The U.S. Treasury Department “demand[ed] operating control” of the U.S. Postal Service as a condition for approving a $10 billion loan to the agency, new documents reveal, heightening concerns about the extent to which the Trump administration is influencing the nonpartisan USPS.

Key Facts

Documents obtained by watchdog group American Oversight and reported by the Washington Post—some of which the USPS later ordered American Oversight to remove after the Post story was published, saying they were “mistakenly released”—show that the USPS enlisted law firm Mayer Brown to evaluate the Treasury Department’s conditions for the $10 billion loan.

The attorney was asked to analyze Treasury’s “unprecedented” demand for the USPS to “surrender its authority” to Treasury Secretary Steven Mnuchin or the Federal Financing Bank, which the attorney concluded in a memo “would be illegal.”

The Treasury Department ultimately lent the money to the USPS in exchange for information about the agency’s private-sector contacts, but sources cited by the Post said Treasury continued to insist that “any loan...should result in it assuming operational control” of the USPS “for weeks.”

The Treasury Department made similar demands for a previous loan in 2019, according to a letter from the USPS general counsel at the time, who argued the Treasury’s loan terms would “cede to Treasury the entirety of significant decisions that Congress vested in the Postal Service.”
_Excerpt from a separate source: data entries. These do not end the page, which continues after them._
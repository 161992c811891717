use std::io;

use crate::sink::Sink;

/// Sink that discards every write, reporting full success.
#[derive(Debug, Clone, Copy, Default)]
pub struct NullSink;

impl Sink for NullSink {
    #[inline]
    fn write(&mut self, buf: &[u8]) -> io::Result<usize> {
        Ok(buf.len())
    }

    #[inline]
    fn finalize(&mut self) -> io::Result<()> {
        Ok(())
    }
}
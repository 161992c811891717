//! Format-string sugar over the [`Tracer`](crate::Tracer) methods.
//!
//! Each macro takes the tracer expression first, then a standard format
//! string and arguments, and expands to the matching method call with
//! `format_args!`. Because `format_args!` is lazy, a gated-off level still
//! performs no formatting work.

// ---------------------- LEVEL-GATED EMITTERS ----------------------

#[macro_export]
macro_rules! tracer_trace { ($tracer:expr, $($arg:tt)*) => { $tracer.trace(format_args!($($arg)*)) } }

#[macro_export]
macro_rules! tracer_debug { ($tracer:expr, $($arg:tt)*) => { $tracer.debug(format_args!($($arg)*)) } }

#[macro_export]
macro_rules! tracer_info { ($tracer:expr, $($arg:tt)*) => { $tracer.info(format_args!($($arg)*)) } }

#[macro_export]
macro_rules! tracer_warn { ($tracer:expr, $($arg:tt)*) => { $tracer.warn(format_args!($($arg)*)) } }

#[macro_export]
macro_rules! tracer_error { ($tracer:expr, $($arg:tt)*) => { $tracer.error(format_args!($($arg)*)) } }

// ---------------------- UNGATED PATHS ----------------------

/// Expands to [`Tracer::fatal`](crate::Tracer::fatal): writes the `FATAL:`
/// line and terminates the process.
#[macro_export]
macro_rules! tracer_fatal { ($tracer:expr, $($arg:tt)*) => { $tracer.fatal(format_args!($($arg)*)) } }

#[macro_export]
macro_rules! tracer_writef { ($tracer:expr, $($arg:tt)*) => { $tracer.writef(format_args!($($arg)*)) } }

#[macro_export]
macro_rules! tracer_write_line { ($tracer:expr, $($arg:tt)*) => { $tracer.write_linef(format_args!($($arg)*)) } }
In the spring of 2020, the USPS employed the counsel of attorney Stefan Passantino to help address its financial concerns and negotiations with the Trump administration, emails show, as well as Republican lobbyist Rick Hohlt, and it considered bringing in former White House Chief of Staff Reince Priebus.
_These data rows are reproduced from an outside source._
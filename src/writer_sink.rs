use std::io;

use crate::sink::Sink;

/// Pass-through sink over any [`io::Write`].
///
/// Writes go straight to the wrapped writer; `finalize` is a no-op. For
/// destinations that do have shutdown semantics, implement [`Sink`] directly
/// instead of using this adapter.
#[derive(Debug, Clone, Default)]
pub struct WriterSink<W> {
    writer: W,
}

impl<W: io::Write> WriterSink<W> {
    pub fn new(writer: W) -> Self {
        Self { writer }
    }

    /// Gets a reference to the underlying writer.
    #[must_use]
    pub fn get_ref(&self) -> &W {
        &self.writer
    }

    /// Gets a mutable reference to the underlying writer.
    pub fn get_mut(&mut self) -> &mut W {
        &mut self.writer
    }

    /// Unwraps this adapter, returning the underlying writer.
    #[must_use]
    pub fn into_inner(self) -> W {
        self.writer
    }
}

impl<W: io::Write> Sink for WriterSink<W> {
    fn write(&mut self, buf: &[u8]) -> io::Result<usize> {
        self.writer.write(buf)
    }

    #[inline]
    fn finalize(&mut self) -> io::Result<()> {
        Ok(())
    }
}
Passantino, who was brought in by USPS Board of Governors chair and GOP fundraiser Robert Duncan, is a former White House lawyer who has subsequently been employed by the Trump Organization to help handle congressional investigations, and currently is aiding Trump’s reelection and the GOP’s lawsuits against mail-in voting through his company Elections LLC.
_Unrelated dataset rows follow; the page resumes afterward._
//! Best-move command - search one board and report the chosen move
//!
//! ## Architecture (4-layer granularity)
//!
//! - Level 1: run() - orchestration
//! - Level 2: load_inputs(), report_outcome()
//! - Level 3: build_config()
//! - Level 4: formatting utilities

use std::path::PathBuf;

use anyhow::{Context, Result};
use clap::Args;

use hexmax_core::{Board, Minimax, Player, SearchConfig, SearchOutcome};

// ============================================================================
// COMMAND ARGUMENTS (Level 4 - Configuration)
// ============================================================================

#[derive(Args)]
pub struct BestMoveArgs {
    /// Board JSON file (nested arrays of 0/1/2 cell codes)
    #[arg(long, value_name = "FILE")]
    pub board: PathBuf,

    /// Plies searched below the candidate moves (overrides the config file)
    #[arg(long)]
    pub plies: Option<u32>,

    /// Player to move (1 or 2)
    #[arg(long, default_value = "1", value_parser = clap::value_parser!(u8).range(1..=2))]
    pub player: u8,

    /// Search config JSON file
    #[arg(long, value_name = "FILE")]
    pub config: Option<PathBuf>,

    /// Output result as JSON
    #[arg(long)]
    pub json: bool,
}

// ============================================================================
// LEVEL 1 - ORCHESTRATION
// ============================================================================

/// Run best-move command
///
/// 1. Load board and config
/// 2. Search
/// 3. Report the outcome
pub fn run(args: BestMoveArgs) -> Result<()> {
    let (mut board, config) = load_inputs(&args)?;
    let player = Player::from_code(args.player).context("Player must be 1 or 2")?;

    tracing::info!(
        "Searching {} columns at {} plies for {:?}",
        board.columns(),
        config.plies,
        player
    );

    let outcome = Minimax::new(config)
        .best_move(&mut board, player)
        .context("Search failed")?;

    report_outcome(&outcome, args.json)
}

// ============================================================================
// LEVEL 2 - PHASES
// ============================================================================

fn load_inputs(args: &BestMoveArgs) -> Result<(Board, SearchConfig)> {
    let board = Board::load(&args.board)?;
    let config = build_config(args)?;
    Ok((board, config))
}

fn report_outcome(outcome: &SearchOutcome, json: bool) -> Result<()> {
    if json {
        println!("{}", serde_json::to_string_pretty(outcome)?);
    } else {
        println!("{}", format_outcome(outcome));
    }
    Ok(())
}

// ============================================================================
// LEVEL 3 - STEPS
// ============================================================================

/// Config file if given, then the --plies override
fn build_config(args: &BestMoveArgs) -> Result<SearchConfig> {
    let config = match &args.config {
        Some(path) => SearchConfig::load(path)?,
        None => SearchConfig::default(),
    };

    Ok(match args.plies {
        Some(plies) => config.with_plies(plies),
        None => config,
    })
}

// ============================================================================
// LEVEL 4 - FORMATTING
// ============================================================================

fn format_outcome(outcome: &SearchOutcome) -> String {
    let mut lines = vec![format!(
        "Best move: column {}, line {} (score {}, {} nodes)",
        outcome.movement.column, outcome.movement.line, outcome.score, outcome.nodes
    )];
    for (coord, score) in &outcome.candidates {
        let score = score.map_or_else(|| "-".to_string(), |s| s.to_string());
        lines.push(format!("  {} {}", coord, score));
    }
    lines.join("\n")
}

// ============================================================================
// TESTS
// ============================================================================

#[cfg(test)]
mod tests {
    use super::*;
    use hexmax_core::Coord;

    fn args(plies: Option<u32>) -> BestMoveArgs {
        BestMoveArgs {
            board: PathBuf::from("board.json"),
            plies,
            player: 1,
            config: None,
            json: false,
        }
    }

    #[test]
    fn test_build_config_defaults() {
        let config = build_config(&args(None)).unwrap();
        assert_eq!(config, SearchConfig::default());
    }

    #[test]
    fn test_build_config_plies_override() {
        let config = build_config(&args(Some(3))).unwrap();
        assert_eq!(config.plies, 3);
    }

    #[test]
    fn test_build_config_missing_file() {
        let mut a = args(None);
        a.config = Some(PathBuf::from("/nonexistent/config.json"));
        assert!(build_config(&a).is_err());
    }

    #[test]
    fn test_format_outcome() {
        let outcome = SearchOutcome {
            movement: Coord::new(0, 1),
            score: 20,
            nodes: 4,
            candidates: vec![(Coord::new(0, 0), Some(10)), (Coord::new(0, 1), Some(20))],
        };
        assert_eq!(
            format_outcome(&outcome),
            "Best move: column 0, line 1 (score 20, 4 nodes)\n  (0, 0) 10\n  (0, 1) 20"
        );
    }
}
Former USPS Board of Governors member David Williams recently testified to Congress that Mnuchin was exerting improper control over the board—made up entirely of Trump appointees—and that the Trump administration is using the nonpartisan USPS as a “political tool.”

Crucial Quote

“I see President Trump’s fingerprints all over,” Austin Evers, executive director of American Oversight, told the Post about the USPS documents. “It’s clear from the president’s public comments, and the actions of his administration, he has a major agenda for the post office — and we see a lot of it in black and white here.”

Chief Critic

Treasury spokeswoman Monica Crowley explained the department’s demand for control to the Post by claiming the Trump administration was trying to “protect” the billions of dollars in loans it was giving to the USPS. “As in any arms-length negotiation, some of these proposals were rejected by USPS, while other reforms, such as enhanced monthly and quarterly financial reports, were agreed upon as part of the recent $10 billion loan that Treasury and USPS agreed to terms on last month,” she said. “Treasury’s proposed financing conditions have at all times been commercially reasonable and consistent with law. It is absurd to describe commonsense conditions on continued taxpayer funding as a ‘takeover.’”

Key Background

President Donald Trump has long been a critic of the Postal Service and reportedly sought to influence the agency; he has repeatedly pressured the agency to raise its fees on Amazon, which is run by Post owner Jeff Bezos, and reportedly tried to oust former Postmaster General Megan Brennan, who pushed back against his Amazon attacks. (The American Oversight documents also include a memo in which the agency pushes back against the president’s claims and contends that raising fees would “cede” control to competitors like UPS, and revealed a tense standoff between the USPS and Amazon in which Amazon questioned the USPS’s “viability to them as a continued shipping partner.”) The Trump administration’s potential influence at the agency has come under greater scrutiny under new Postmaster General Louis DeJoy, a Trump donor and GOP fundraiser who implemented changes at the USPS that have resulted in widespread mail delays. The delays have sowed fears among critics that DeJoy is working with Trump to undermine mail-in voting, which DeJoy has repeatedly denied. 

Tangent

The American Oversight documents also reveal that the USPS was planning to announce an initiative in April in which the government would send every household five face coverings to help combat the Covid-19 pandemic. The plan was ultimately scrapped, an administration official told the Post, because the Trump administration was concerned the face masks would “create concern or panic.”

Further Reading

A scrapped plan to ship masks to Americans. A standoff with Amazon amid pressure from Trump. New documents detail USPS’s spring in crisis. (Washington Post)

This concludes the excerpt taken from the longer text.